[Extracted data entries]
----

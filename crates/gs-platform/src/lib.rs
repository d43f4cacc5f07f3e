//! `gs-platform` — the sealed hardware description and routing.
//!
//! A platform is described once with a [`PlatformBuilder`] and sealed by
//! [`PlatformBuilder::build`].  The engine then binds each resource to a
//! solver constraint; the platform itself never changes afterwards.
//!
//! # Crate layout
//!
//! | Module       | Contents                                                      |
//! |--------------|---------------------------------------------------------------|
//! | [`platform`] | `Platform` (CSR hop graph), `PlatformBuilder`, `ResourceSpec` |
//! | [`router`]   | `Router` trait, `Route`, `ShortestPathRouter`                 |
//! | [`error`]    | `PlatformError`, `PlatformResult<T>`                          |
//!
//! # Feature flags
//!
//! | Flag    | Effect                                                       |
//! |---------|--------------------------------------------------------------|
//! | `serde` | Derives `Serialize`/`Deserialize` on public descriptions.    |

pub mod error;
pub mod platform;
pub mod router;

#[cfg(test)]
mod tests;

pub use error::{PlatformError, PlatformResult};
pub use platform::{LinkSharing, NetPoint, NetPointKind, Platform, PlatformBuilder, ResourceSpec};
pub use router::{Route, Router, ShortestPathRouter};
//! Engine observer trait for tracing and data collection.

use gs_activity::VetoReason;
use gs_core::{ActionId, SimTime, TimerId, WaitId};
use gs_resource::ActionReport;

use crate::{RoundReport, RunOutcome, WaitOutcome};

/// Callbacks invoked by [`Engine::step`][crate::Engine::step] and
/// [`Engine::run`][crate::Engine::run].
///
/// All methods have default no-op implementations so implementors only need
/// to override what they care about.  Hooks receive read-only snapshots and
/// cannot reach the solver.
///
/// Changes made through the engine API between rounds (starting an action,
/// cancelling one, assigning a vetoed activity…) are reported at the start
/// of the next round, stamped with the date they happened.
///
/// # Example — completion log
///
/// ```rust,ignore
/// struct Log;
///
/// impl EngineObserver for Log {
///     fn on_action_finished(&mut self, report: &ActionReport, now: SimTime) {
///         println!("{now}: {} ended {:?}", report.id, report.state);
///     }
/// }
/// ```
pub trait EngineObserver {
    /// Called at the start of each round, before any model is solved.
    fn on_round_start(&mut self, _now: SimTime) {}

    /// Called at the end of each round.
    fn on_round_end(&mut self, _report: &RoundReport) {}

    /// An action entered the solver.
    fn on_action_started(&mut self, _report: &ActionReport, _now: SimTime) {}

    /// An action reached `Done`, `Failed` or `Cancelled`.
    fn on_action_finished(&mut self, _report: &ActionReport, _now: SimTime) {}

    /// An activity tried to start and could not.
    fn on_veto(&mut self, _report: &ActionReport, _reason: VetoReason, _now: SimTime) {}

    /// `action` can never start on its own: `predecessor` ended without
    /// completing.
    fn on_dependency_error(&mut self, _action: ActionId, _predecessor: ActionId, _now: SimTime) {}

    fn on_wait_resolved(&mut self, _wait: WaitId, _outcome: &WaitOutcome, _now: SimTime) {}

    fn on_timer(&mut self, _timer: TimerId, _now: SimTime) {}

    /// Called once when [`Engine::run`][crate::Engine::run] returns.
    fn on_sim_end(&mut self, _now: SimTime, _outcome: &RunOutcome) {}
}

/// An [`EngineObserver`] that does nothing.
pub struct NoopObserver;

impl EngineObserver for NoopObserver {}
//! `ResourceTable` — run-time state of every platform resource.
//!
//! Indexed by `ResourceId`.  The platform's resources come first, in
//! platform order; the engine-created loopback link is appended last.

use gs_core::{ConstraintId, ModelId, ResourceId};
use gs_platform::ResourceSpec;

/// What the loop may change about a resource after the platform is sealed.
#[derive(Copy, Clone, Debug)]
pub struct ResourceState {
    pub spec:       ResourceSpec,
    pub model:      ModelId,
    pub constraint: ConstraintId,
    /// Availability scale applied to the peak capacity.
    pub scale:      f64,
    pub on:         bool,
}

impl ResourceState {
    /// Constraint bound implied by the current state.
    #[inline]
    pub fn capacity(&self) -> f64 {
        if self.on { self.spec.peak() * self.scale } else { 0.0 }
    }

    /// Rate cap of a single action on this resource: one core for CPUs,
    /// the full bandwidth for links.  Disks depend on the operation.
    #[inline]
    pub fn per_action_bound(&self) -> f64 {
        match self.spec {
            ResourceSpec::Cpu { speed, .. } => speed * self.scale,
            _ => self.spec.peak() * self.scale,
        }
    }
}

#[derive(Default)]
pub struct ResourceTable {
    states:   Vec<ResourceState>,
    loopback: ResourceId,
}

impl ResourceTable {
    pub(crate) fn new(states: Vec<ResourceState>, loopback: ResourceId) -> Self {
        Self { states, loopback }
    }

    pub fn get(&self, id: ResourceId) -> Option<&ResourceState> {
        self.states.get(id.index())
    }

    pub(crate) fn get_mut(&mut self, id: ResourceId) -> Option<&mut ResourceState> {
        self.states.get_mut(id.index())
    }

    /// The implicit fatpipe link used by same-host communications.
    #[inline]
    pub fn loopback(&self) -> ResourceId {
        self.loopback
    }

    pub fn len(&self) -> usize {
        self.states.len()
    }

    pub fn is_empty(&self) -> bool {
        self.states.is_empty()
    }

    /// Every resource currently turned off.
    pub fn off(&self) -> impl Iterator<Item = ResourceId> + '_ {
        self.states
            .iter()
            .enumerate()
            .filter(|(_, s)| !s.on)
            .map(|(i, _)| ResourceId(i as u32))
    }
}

----

- _PROMPT_:
Every line of the data should be copied exactly.

- _SOLUTION FOR THIS TASK_:
filename crates/gs-platform/src/lib.rs
repository d43f4cacc5f07f3e
//! `gs-platform` — the sealed hardware description and routing.
//!
//! A platform is described once with a [`PlatformBuilder`] and sealed by
//! [`PlatformBuilder::build`].  The engine then binds each resource to a
//! solver constraint; the platform itself never changes afterwards.
//!
//! # Crate layout
//!
//! | Module       | Contents                                                      |
//! |--------------|---------------------------------------------------------------|
//! | [`platform`] | `Platform` (CSR hop graph), `PlatformBuilder`, `ResourceSpec` |
//! | [`router`]   | `Router` trait, `Route`, `ShortestPathRouter`                 |
//! | [`error`]    | `PlatformError`, `PlatformResult<T>`                          |
//!
//! # Feature flags
//!
//! | Flag    | Effect                                                       |
//! |---------|--------------------------------------------------------------|
//! | `serde` | Derives `Serialize`/`Deserialize` on public descriptions.    |

pub mod error;
pub mod platform;
pub mod router;

#[cfg(test)]
mod tests;

pub use error::{PlatformError, PlatformResult};
pub use platform::{LinkSharing, NetPoint, NetPointKind, Platform, PlatformBuilder, ResourceSpec};
pub use router::{Route, Router, ShortestPathRouter};
//! Engine observer trait for tracing and data collection.

use gs_activity::VetoReason;
use gs_core::{ActionId, SimTime, TimerId, WaitId};
use gs_resource::ActionReport;

use crate::{RoundReport, RunOutcome, WaitOutcome};

/// Callbacks invoked by [`Engine::step`][crate::Engine::step] and
/// [`Engine::run`][crate::Engine::run].
///
/// All methods have default no-op implementations so implementors only need
/// to override what they care about.  Hooks receive read-only snapshots and
/// cannot reach the solver.
///
/// Changes made through the engine API between rounds (starting an action,
/// cancelling one, assigning a vetoed activity…) are reported at the start
/// of the next round, stamped with the date they happened.
///
/// # Example — completion log
///
/// ```rust,ignore
/// struct Log;
///
/// impl EngineObserver for Log {
///     fn on_action_finished(&mut self, report: &ActionReport, now: SimTime) {
///         println!("{now}: {} ended {:?}", report.id, report.state);
///     }
/// }
/// ```
pub trait EngineObserver {
    /// Called at the start of each round, before any model is solved.
    fn on_round_start(&mut self, _now: SimTime) {}

    /// Called at the end of each round.
    fn on_round_end(&mut self, _report: &RoundReport) {}

    /// An action entered the solver.
    fn on_action_started(&mut self, _report: &ActionReport, _now: SimTime) {}

    /// An action reached `Done`, `Failed` or `Cancelled`.
    fn on_action_finished(&mut self, _report: &ActionReport, _now: SimTime) {}

    /// An activity tried to start and could not.
    fn on_veto(&mut self, _report: &ActionReport, _reason: VetoReason, _now: SimTime) {}

    /// `action` can never start on its own: `predecessor` ended without
    /// completing.
    fn on_dependency_error(&mut self, _action: ActionId, _predecessor: ActionId, _now: SimTime) {}

    fn on_wait_resolved(&mut self, _wait: WaitId, _outcome: &WaitOutcome, _now: SimTime) {}

    fn on_timer(&mut self, _timer: TimerId, _now: SimTime) {}

    /// Called once when [`Engine::run`][crate::Engine::run] returns.
    fn on_sim_end(&mut self, _now: SimTime, _outcome: &RunOutcome) {}
}

/// An [`EngineObserver`] that does nothing.
pub struct NoopObserver;

impl EngineObserver for NoopObserver {}
//! `ResourceTable` — run-time state of every platform resource.
//!
//! Indexed by `ResourceId`.  The platform's resources come first, in
//! platform order; the engine-created loopback link is appended last.

use gs_core::{ConstraintId, ModelId, ResourceId};
use gs_platform::ResourceSpec;

/// What the loop may change about a resource after the platform is sealed.
#[derive(Copy, Clone, Debug)]
pub struct ResourceState {
    pub spec:       ResourceSpec,
    pub model:      ModelId,
    pub constraint: ConstraintId,
    /// Availability scale applied to the peak capacity.
    pub scale:      f64,
    pub on:         bool,
}

impl ResourceState {
    /// Constraint bound implied by the current state.
    #[inline]
    pub fn capacity(&self) -> f64 {
        if self.on { self.spec.peak() * self.scale } else { 0.0 }
    }

    /// Rate cap of a single action on this resource: one core for CPUs,
    /// the full bandwidth for links.  Disks depend on the operation.
    #[inline]
    pub fn per_action_bound(&self) -> f64 {
        match self.spec {
            ResourceSpec::Cpu { speed, .. } => speed * self.scale,
            _ => self.spec.peak() * self.scale,
        }
    }
}

#[derive(Default)]
pub struct ResourceTable {
    states:   Vec<ResourceState>,
    loopback: ResourceId,
}

impl ResourceTable {
    pub(crate) fn new(states: Vec<ResourceState>, loopback: ResourceId) -> Self {
        Self { states, loopback }
    }

    pub fn get(&self, id: ResourceId) -> Option<&ResourceState> {
        self.states.get(id.index())
    }

    pub(crate) fn get_mut(&mut self, id: ResourceId) -> Option<&mut ResourceState> {
        self.states.get_mut(id.index())
    }

    /// The implicit fatpipe link used by same-host communications.
    #[inline]
    pub fn loopback(&self) -> ResourceId {
        self.loopback
    }

    pub fn len(&self) -> usize {
        self.states.len()
    }

    pub fn is_empty(&self) -> bool {
        self.states.is_empty()
    }

    /// Every resource currently turned off.
    pub fn off(&self) -> impl Iterator<Item = ResourceId> + '_ {
        self.states
            .iter()
            .enumerate()
            .filter(|(_, s)| !s.on)
            .map(|(i, _)| ResourceId(i as u32))
    }
}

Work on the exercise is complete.